Monday, December 10, 2012

Slinging Slang with the Hash


Did you encounter Adam and Eve on a raft this morning?  Or perhaps it was two chicks looking at you with Noah’s boy?  If you did, you were having breakfast in one of the few remaining establishments in which the staff still uses the once ubiquitous but now rapidly fading diner slang. 

Adam and Eve on a raft is a way of saying two poached eggs on toast, and two chicks looking at you with Noah’s boy is two eggs fried straight up with a slice of ham.

Other breakfast items might include cackleberries (eggs), which could be blindfolded (basted), flopped (over easy), deadeye (poached), or wrecked (scrambled). They could be served on a log (with link sausage), or instead, the waitress might tell the chef two spots and a dash (two fried eggs with bacon). And of course you’d accompany them with a blonde in the sand (coffee with cream and sugar).

A lot of diner slang is associated with breakfast, but such other staple items as stew (Bossy in a bowl, clean the kitchen, sweep the floor, or customer will take a chance) come in for their share of colorful language. 

Burn one means a well-done hamburger, or, if really well done, a hockey puck. Walk a cow through the garden means a hamburger with lettuce, tomato, pickles, and onion. Or the waitress might say Two cows—make ‘em cry, paint ‘em red, and drag ‘em through Wisconsin, but keep off the grass—which would mean two hamburgers, with onions, ketchup, and American cheese, but no lettuce.
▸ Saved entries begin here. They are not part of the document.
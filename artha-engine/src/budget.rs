//! Budget tracking: an immutable expense ledger with derived aggregates
//!
//! Every operation returns a fresh state; aggregates are recomputed on
//! every read so nothing can go stale.

use crate::insight::Insight;
use artha_core::Number;
use serde::{Deserialize, Serialize};
use std::fmt;
use std::str::FromStr;
use thiserror::Error;

/// Savings rate (percent of income) below which the save-more nudge fires
const SAVINGS_RATE_TARGET: i64 = 20;

/// The fixed expense category set
#[derive(Debug, Clone, Copy, PartialEq, Eq, Hash, Serialize, Deserialize)]
pub enum Category {
    Housing,
    Food,
    Transport,
    Entertainment,
    Shopping,
    Health,
    Other,
}

impl Category {
    pub const ALL: [Category; 7] = [
        Category::Housing,
        Category::Food,
        Category::Transport,
        Category::Entertainment,
        Category::Shopping,
        Category::Health,
        Category::Other,
    ];

    pub fn label(&self) -> &'static str {
        match self {
            Category::Housing => "Housing",
            Category::Food => "Food",
            Category::Transport => "Transport",
            Category::Entertainment => "Entertainment",
            Category::Shopping => "Shopping",
            Category::Health => "Health",
            Category::Other => "Other",
        }
    }
}

impl fmt::Display for Category {
    fn fmt(&self, f: &mut fmt::Formatter<'_>) -> fmt::Result {
        write!(f, "{}", self.label())
    }
}

#[derive(Debug, Clone, Error)]
#[error("unknown category: {0}")]
pub struct UnknownCategory(String);

impl FromStr for Category {
    type Err = UnknownCategory;

    fn from_str(s: &str) -> Result<Self, Self::Err> {
        match s.trim().to_lowercase().as_str() {
            "housing" => Ok(Category::Housing),
            "food" => Ok(Category::Food),
            "transport" => Ok(Category::Transport),
            "entertainment" => Ok(Category::Entertainment),
            "shopping" => Ok(Category::Shopping),
            "health" => Ok(Category::Health),
            "other" => Ok(Category::Other),
            other => Err(UnknownCategory(other.to_string())),
        }
    }
}

#[derive(Debug, Clone, PartialEq, Serialize, Deserialize)]
pub struct Expense {
    pub title: String,
    pub amount: Number,
    pub category: Category,
}

#[derive(Debug, Clone, PartialEq, Serialize, Deserialize)]
pub struct BudgetState {
    pub monthly_income: Number,
    pub expenses: Vec<Expense>,
}

/// Group total for one category; zero-value categories are dropped
#[derive(Debug, Clone, PartialEq, Serialize, Deserialize)]
pub struct CategoryTotal {
    pub category: Category,
    pub total: Number,
}

/// Aggregates derived from a [`BudgetState`], fresh on every call
#[derive(Debug, Clone, PartialEq, Serialize, Deserialize)]
pub struct BudgetSummary {
    pub total_expense: Number,
    pub balance: Number,
    pub savings_rate_pct: Number,
    pub category_breakdown: Vec<CategoryTotal>,
}

impl BudgetState {
    pub fn new(monthly_income: Number) -> Self {
        Self {
            monthly_income,
            expenses: Vec::new(),
        }
    }

    /// Append an expense.
    ///
    /// An empty title or a non-positive amount is silently rejected: the
    /// state comes back unchanged and no error is surfaced. That is the
    /// documented policy, not an oversight.
    #[must_use]
    pub fn add_expense(&self, title: &str, amount: Number, category: Category) -> Self {
        let title = title.trim();
        if title.is_empty() || amount.is_zero() || amount.is_negative() {
            return self.clone();
        }

        let mut next = self.clone();
        next.expenses.push(Expense {
            title: title.to_string(),
            amount,
            category,
        });
        next
    }

    /// Remove the expense at `index`.
    ///
    /// The index addresses the full underlying list, never a truncated
    /// "recent" view a presentation layer might show. Out of range is a
    /// no-op.
    #[must_use]
    pub fn remove_expense(&self, index: usize) -> Self {
        let mut next = self.clone();
        if index < next.expenses.len() {
            next.expenses.remove(index);
        }
        next
    }

    #[must_use]
    pub fn clear_expenses(&self) -> Self {
        Self {
            monthly_income: self.monthly_income.clone(),
            expenses: Vec::new(),
        }
    }

    /// Derived aggregates, recomputed on every call - never cached
    pub fn summary(&self) -> BudgetSummary {
        let mut total_expense = Number::from_i64(0);
        for expense in &self.expenses {
            total_expense = total_expense.add(&expense.amount);
        }

        let balance = self.monthly_income.sub(&total_expense);

        let savings_rate_pct =
            if self.monthly_income.is_zero() || self.monthly_income.is_negative() {
                Number::from_i64(0)
            } else {
                balance
                    .mul(&Number::from_i64(100))
                    .checked_div(&self.monthly_income)
                    .unwrap_or_else(|_| Number::from_i64(0))
            };

        let category_breakdown = Category::ALL
            .iter()
            .filter_map(|&category| {
                let mut total = Number::from_i64(0);
                for expense in self.expenses.iter().filter(|e| e.category == category) {
                    total = total.add(&expense.amount);
                }
                if total.is_zero() {
                    None
                } else {
                    Some(CategoryTotal { category, total })
                }
            })
            .collect();

        BudgetSummary {
            total_expense,
            balance,
            savings_rate_pct,
            category_breakdown,
        }
    }
}

/// Advisory nudges for the current budget. First matching conditions
/// accumulate; the positive note only appears when nothing else fired.
pub fn budget_insights(state: &BudgetState) -> Vec<Insight> {
    let summary = state.summary();
    let mut insights = Vec::new();

    if summary.balance.is_negative() {
        insights.push(Insight::warning(
            "You're overspending! Consider reducing non-essential expenses.",
        ));
    } else if summary.savings_rate_pct < Number::from_i64(SAVINGS_RATE_TARGET) {
        insights.push(Insight::suggestion(
            "Aim to save at least 20% of your income for financial health.",
        ));
    }

    let food_spend = summary
        .category_breakdown
        .iter()
        .find(|c| c.category == Category::Food)
        .map(|c| c.total.clone())
        .unwrap_or_else(|| Number::from_i64(0));
    let food_limit = state.monthly_income.mul(&Number::from_ratio(3, 10));
    if food_spend > food_limit {
        insights.push(Insight::suggestion(
            "You're spending over 30% on food - try meal prepping to cut costs.",
        ));
    }

    if state.expenses.is_empty() {
        insights.push(Insight::suggestion(
            "Add your first expense to get personalized insights!",
        ));
    }

    if insights.is_empty() {
        insights.push(Insight::positive("Great job! Your budget is well-balanced."));
    }

    insights
}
The Old Testament provides a wealth of diner slang.  In addition to the previously mentioned Adam and Eve and Noah’s boy, Eve with a lid on means apple pie and Eve with a moldy lid is apple pie with cheese. First lady is an order of spare ribs (since Eve was made from Adam’s rib, right?).  And kill Lot’s wife would have to mean hold the salt.

Noah’s boy, by the way, might be ordered with Murphy carrying a wreath, which would mean ham with potatoes and cabbage.

Other colorful bits of lingo include foreign entanglements (spaghetti), put the lights out and cry (liver and onions), burn the British (toasted English muffin), dough well done with cow to cover (buttered toast), zeppelins in a fog (sausage with mashed potatoes), shingle with a shimmy  (toast and jelly), and the ultimate commentary on a diner’s taste, why bother (decaffeinated coffee with non-fat milk).

The origin of diner slang, and the reasons for it, are uncertain.  Most authorities conclude it started in U. S. eateries in the 1880s, probably as an inside joke among African-American waiters and cooks, partly for amusement and partly as easily understood mnemonic devices.  Such a usage as whiskey down for “rye toast” probably originated as a means of being quickly and clearly understood in the clamor of a busy kitchen.

Some diner terms, like mayo, BLT, and short stack (two pancakes), began as specialized lingo, but have now entered the general vocabulary.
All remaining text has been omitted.